> Task requirements:
Take every line containing "TestClient" from the material and copy it.

BEGIN Dataset

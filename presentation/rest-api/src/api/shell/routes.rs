use std::sync::Arc;

use poem_openapi::{OpenApi, param::Path, payload::Json};

use business::domain::execution::use_cases::run_remote::{
    RunRemoteShellParams, RunRemoteShellUseCase,
};
use business::domain::execution::use_cases::run_shell::{RunShellParams, RunShellUseCase};

use crate::api::error::{ErrorResponse, IntoErrorResponse};
use crate::api::security::ApiKeyAuth;
use crate::api::shell::dto::{ShellRequest, ShellResponse};
use crate::api::tags::ApiTags;

pub struct ShellApi {
    run_use_case: Arc<dyn RunShellUseCase>,
    run_remote_use_case: Arc<dyn RunRemoteShellUseCase>,
}

impl ShellApi {
    pub fn new(
        run_use_case: Arc<dyn RunShellUseCase>,
        run_remote_use_case: Arc<dyn RunRemoteShellUseCase>,
    ) -> Self {
        Self {
            run_use_case,
            run_remote_use_case,
        }
    }
}

/// Shell execution API
///
/// Runs commands and scripts on this host or on remote hosts. A finished
/// job always answers 200, failed ones included; the `error` field carries
/// the failure detail. 400 is reserved for requests that never started a
/// job.
#[OpenApi]
impl ShellApi {
    /// Execute a command or script on this host
    ///
    /// The authenticated key name becomes the audit routing key.
    #[oai(path = "/shell", method = "post", tag = "ApiTags::Shell")]
    async fn run(&self, auth: ApiKeyAuth, body: Json<ShellRequest>) -> RunShellApiResponse {
        let job = match body.0.into_job() {
            Ok(job) => job,
            Err(response) => return RunShellApiResponse::BadRequest(Json(response)),
        };

        let params = RunShellParams {
            routing_key: auth.0,
            job,
        };

        match self.run_use_case.execute(params).await {
            Ok(output) => RunShellApiResponse::Ok(Json(ShellResponse::succeeded(&output))),
            Err(err) => match ShellResponse::from_execution_failure(&err) {
                Some(body) => RunShellApiResponse::Ok(Json(body)),
                None => {
                    let (status, json) = err.into_error_response();
                    match status.as_u16() {
                        400 => RunShellApiResponse::BadRequest(json),
                        _ => RunShellApiResponse::InternalError(json),
                    }
                }
            },
        }
    }

    /// Execute a command or script on a remote host
    ///
    /// Uses the configured remote transport (ssh or http agent). The target
    /// host becomes the audit routing key, so one host's history shards
    /// together.
    #[oai(path = "/hosts/:host/shell", method = "post", tag = "ApiTags::Shell")]
    async fn run_on_host(
        &self,
        _auth: ApiKeyAuth,
        host: Path<String>,
        body: Json<ShellRequest>,
    ) -> RunShellApiResponse {
        let job = match body.0.into_job() {
            Ok(job) => job,
            Err(response) => return RunShellApiResponse::BadRequest(Json(response)),
        };

        let params = RunRemoteShellParams { host: host.0, job };

        match self.run_remote_use_case.execute(params).await {
            Ok(output) => RunShellApiResponse::Ok(Json(ShellResponse::succeeded(&output))),
            Err(err) => match ShellResponse::from_execution_failure(&err) {
                Some(body) => RunShellApiResponse::Ok(Json(body)),
                None => {
                    let (status, json) = err.into_error_response();
                    match status.as_u16() {
                        400 => RunShellApiResponse::BadRequest(json),
                        _ => RunShellApiResponse::InternalError(json),
                    }
                }
            },
        }
    }
}

#[derive(poem_openapi::ApiResponse)]
pub enum RunShellApiResponse {
    #[oai(status = 200)]
    Ok(Json<ShellResponse>),
    #[oai(status = 400)]
    BadRequest(Json<ErrorResponse>),
    #[oai(status = 500)]
    InternalError(Json<ErrorResponse>),
}

#[cfg(test)]
mod tests {
    use super::*;
    use base64::Engine;
    use base64::engine::general_purpose::STANDARD;
    use business::domain::execution::errors::ExecutionError;
    use business::domain::execution::model::{ExecutionOutput, ShellInput};
    use mockall::mock;
    use poem::Route;
    use poem::http::StatusCode;
    use poem::test::TestClient;
    use poem_openapi::OpenApiService;

    use crate::api::security::install_api_keys;

    mock! {
        RunShell {}

        #[async_trait::async_trait]
        impl RunShellUseCase for RunShell {
            async fn execute(
                &self,
                params: RunShellParams,
            ) -> Result<ExecutionOutput, ExecutionError>;
        }
    }

    mock! {
        RunRemote {}

        #[async_trait::async_trait]
        impl RunRemoteShellUseCase for RunRemote {
            async fn execute(
                &self,
                params: RunRemoteShellParams,
            ) -> Result<ExecutionOutput, ExecutionError>;
        }
    }

    // Every test installs the same keyring, so parallel tests never see a
    // different map through the shared static.
    fn test_client(run: MockRunShell, remote: MockRunRemote) -> TestClient<Route> {
        install_api_keys(&[
            ("deploy".to_string(), "s3cr3t".to_string()),
            ("ops".to_string(), "0th3r".to_string()),
        ]);
        let api = ShellApi::new(Arc::new(run), Arc::new(remote));
        let service = OpenApiService::new(api, "test", "0.0.0");
        TestClient::new(Route::new().nest("/", service))
    }

    #[tokio::test]
    async fn should_execute_command_under_the_callers_key_name() {
        let mut run = MockRunShell::new();
        run.expect_execute()
            .withf(|params| {
                params.routing_key == "deploy"
                    && matches!(params.job.input, ShellInput::Command(ref c) if c == "uptime")
            })
            .times(1)
            .returning(|_| {
                Ok(ExecutionOutput {
                    stdout: "up 3 days".to_string(),
                    stderr: String::new(),
                })
            });

        let cli = test_client(run, MockRunRemote::new());
        let response = cli
            .post("/shell")
            .header("X-Api-Key", "s3cr3t")
            .body_json(&serde_json::json!({ "cmd": STANDARD.encode("uptime") }))
            .send()
            .await;

        response.assert_status_is_ok();
        let json = response.json().await;
        let body = json.value();
        assert_eq!(
            body.object().get("stdout").string(),
            STANDARD.encode("up 3 days")
        );
        assert_eq!(body.object().get("error").string(), "");
    }

    #[tokio::test]
    async fn should_answer_200_with_failure_detail_when_command_fails() {
        let mut run = MockRunShell::new();
        run.expect_execute().returning(|_| {
            Err(ExecutionError::CommandFailed {
                code: Some(2),
                stdout: String::new(),
                stderr: "oops".to_string(),
            })
        });

        let cli = test_client(run, MockRunRemote::new());
        let response = cli
            .post("/shell")
            .header("X-Api-Key", "s3cr3t")
            .body_json(&serde_json::json!({ "cmd": STANDARD.encode("false") }))
            .send()
            .await;

        response.assert_status_is_ok();
        let json = response.json().await;
        let body = json.value();
        assert_eq!(
            body.object().get("error").string(),
            STANDARD.encode("exit status 2")
        );
        assert_eq!(
            body.object().get("stderr").string(),
            STANDARD.encode("oops")
        );
    }

    #[tokio::test]
    async fn should_answer_400_when_neither_cmd_nor_script_is_given() {
        let cli = test_client(MockRunShell::new(), MockRunRemote::new());
        let response = cli
            .post("/shell")
            .header("X-Api-Key", "s3cr3t")
            .body_json(&serde_json::json!({}))
            .send()
            .await;

        response.assert_status(StatusCode::BAD_REQUEST);
        let json = response.json().await;
        let body = json.value();
        assert_eq!(body.object().get("name").string(), "ValidationError");
    }

    #[tokio::test]
    async fn should_answer_401_for_an_unknown_api_key() {
        let cli = test_client(MockRunShell::new(), MockRunRemote::new());
        let response = cli
            .post("/shell")
            .header("X-Api-Key", "wrong")
            .body_json(&serde_json::json!({ "cmd": STANDARD.encode("uptime") }))
            .send()
            .await;

        response.assert_status(StatusCode::UNAUTHORIZED);
    }

    #[tokio::test]
    async fn should_route_remote_jobs_by_target_host() {
        let mut remote = MockRunRemote::new();
        remote
            .expect_execute()
            .withf(|params| params.host == "web1")
            .times(1)
            .returning(|_| Ok(ExecutionOutput::default()));

        let cli = test_client(MockRunShell::new(), remote);
        let response = cli
            .post("/hosts/web1/shell")
            .header("X-Api-Key", "s3cr3t")
            .body_json(&serde_json::json!({ "cmd": STANDARD.encode("uptime") }))
            .send()
            .await;

        response.assert_status_is_ok();
    }
}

END Dataset

> Reply:
    use poem::test::TestClient;
    fn test_client(run: MockRunShell, remote: MockRunRemote) -> TestClient<Route> {
        TestClient::new(Route::new().nest("/", service))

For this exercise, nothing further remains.